Outside of exercising, when was the last time you were aware of your breath? Being an involuntary function, breathing isn't something many of us think about often, especially not during typical, day-to-day activities.

Maybe you’re thinking, “Why would I take time to stop and think about something as simple as breathing when I already have enough to worry about?”

But what many researchers and doctors studying stress and its relation to our overall health and well-being are now pointing out, is that taking a few moments each day to focus on your breath may help you better manage all those things you’re worrying about.

In other words; you can use simple breathing exercises to reduce stress; a factor that some doctors feel is the culprit of many major diseases like heart disease, stroke and cancer.

“Effective breathing is vital to health, well-being, and positive responses to stress,” says Dr. Jim Taylor Ph.D., an expert on the psychology of performance in business, sport, and parenting and an advisor to zenytime—a new breath-sensing device that teaches deep, rhythmic breathing through games via mobile devices.

“Despite breathing being a natural act, we humans aren’t very good at using it as a tool to improve our lives.
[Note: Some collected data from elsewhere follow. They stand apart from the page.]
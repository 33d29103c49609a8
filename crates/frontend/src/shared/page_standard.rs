//! Page category constants.
//!
//! Every page declares:
//!   - HTML `id` in the format `{entity}--{category}` (e.g. `"a001_product--list"`)
//!   - `data-page-category` with one of the constants below
//!
//! The `--` separator makes the entity name searchable: copy the id from
//! the browser DOM Inspector, paste into IDE search, and you land in the
//! `domain/a001_product/` directory.

/// List of records: table with actions.
pub const PAGE_CAT_LIST: &str = "list";

/// Analytical dashboard / summary view.
pub const PAGE_CAT_DASHBOARD: &str = "dashboard";

/// System administration page.
pub const PAGE_CAT_SYSTEM: &str = "system";

/// Screen that is not built yet.
pub const PAGE_CAT_PLACEHOLDER: &str = "placeholder";

/// All known category values.
pub const ALL_CATEGORIES: &[&str] = &[
    PAGE_CAT_LIST,
    PAGE_CAT_DASHBOARD,
    PAGE_CAT_SYSTEM,
    PAGE_CAT_PLACEHOLDER,
];

/// Validate that a page id matches the `{entity}--{category}` format.
pub fn is_valid_page_id(id: &str) -> bool {
    let parts: Vec<&str> = id.splitn(2, "--").collect();
    parts.len() == 2 && !parts[0].is_empty() && !parts[1].is_empty()
}

/// Return true if the category value is recognised.
pub fn is_known_category(cat: &str) -> bool {
    ALL_CATEGORIES.contains(&cat)
}

#[cfg(test)]
mod tests {
    use super::*;

    #[test]
    fn test_page_ids() {
        assert!(is_valid_page_id("a001_product--list"));
        assert!(!is_valid_page_id("a001_product"));
        assert!(!is_valid_page_id("--list"));
    }

    #[test]
    fn test_categories() {
        assert!(is_known_category(PAGE_CAT_PLACEHOLDER));
        assert!(!is_known_category("legacy"));
    }
}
Making conscious breathing a part of our day helps to develop the habit of breathing in a beneficial way that will then, in time, become automatic and even more beneficial.”

What does breathing in a beneficial way entail? Taylor says that effective breathing ensures your body is receiving a sufficient amount of oxygen.  

“Effective breathing increases our energy, reduces stress, enhances our sense of control, acts as a focusing and centering tool, helps us to stay in the moment, and perform more productively and efficiently,” Taylor said.

To achieve these benefits, Taylor recommends closing your eyes and taking five slow, deep breaths from your diaphragm while directing your attention to each inhale and exhale. (You’ve probably already tried a simple exercise like this if you’ve ever taken a yoga class.)

And if you find yourself in a situation where you’re feeling overly stressed, Taylor suggests that you step away from the stressor and “imagine the stress as a liquid filling your body, take five deep breaths and see and feel the tension associated with the stress empty from your body with each breath.”

According to the zenytime team, whose advisory board also features ultra-marathoner Dean Karnazes, the innovative device will teach users how to do these types of breathing exercises and more, as it will also be able to detect heart rate and blood oxygen levels in order to track progress. It’s available for pre-order now and is expected to ship as soon as this winter.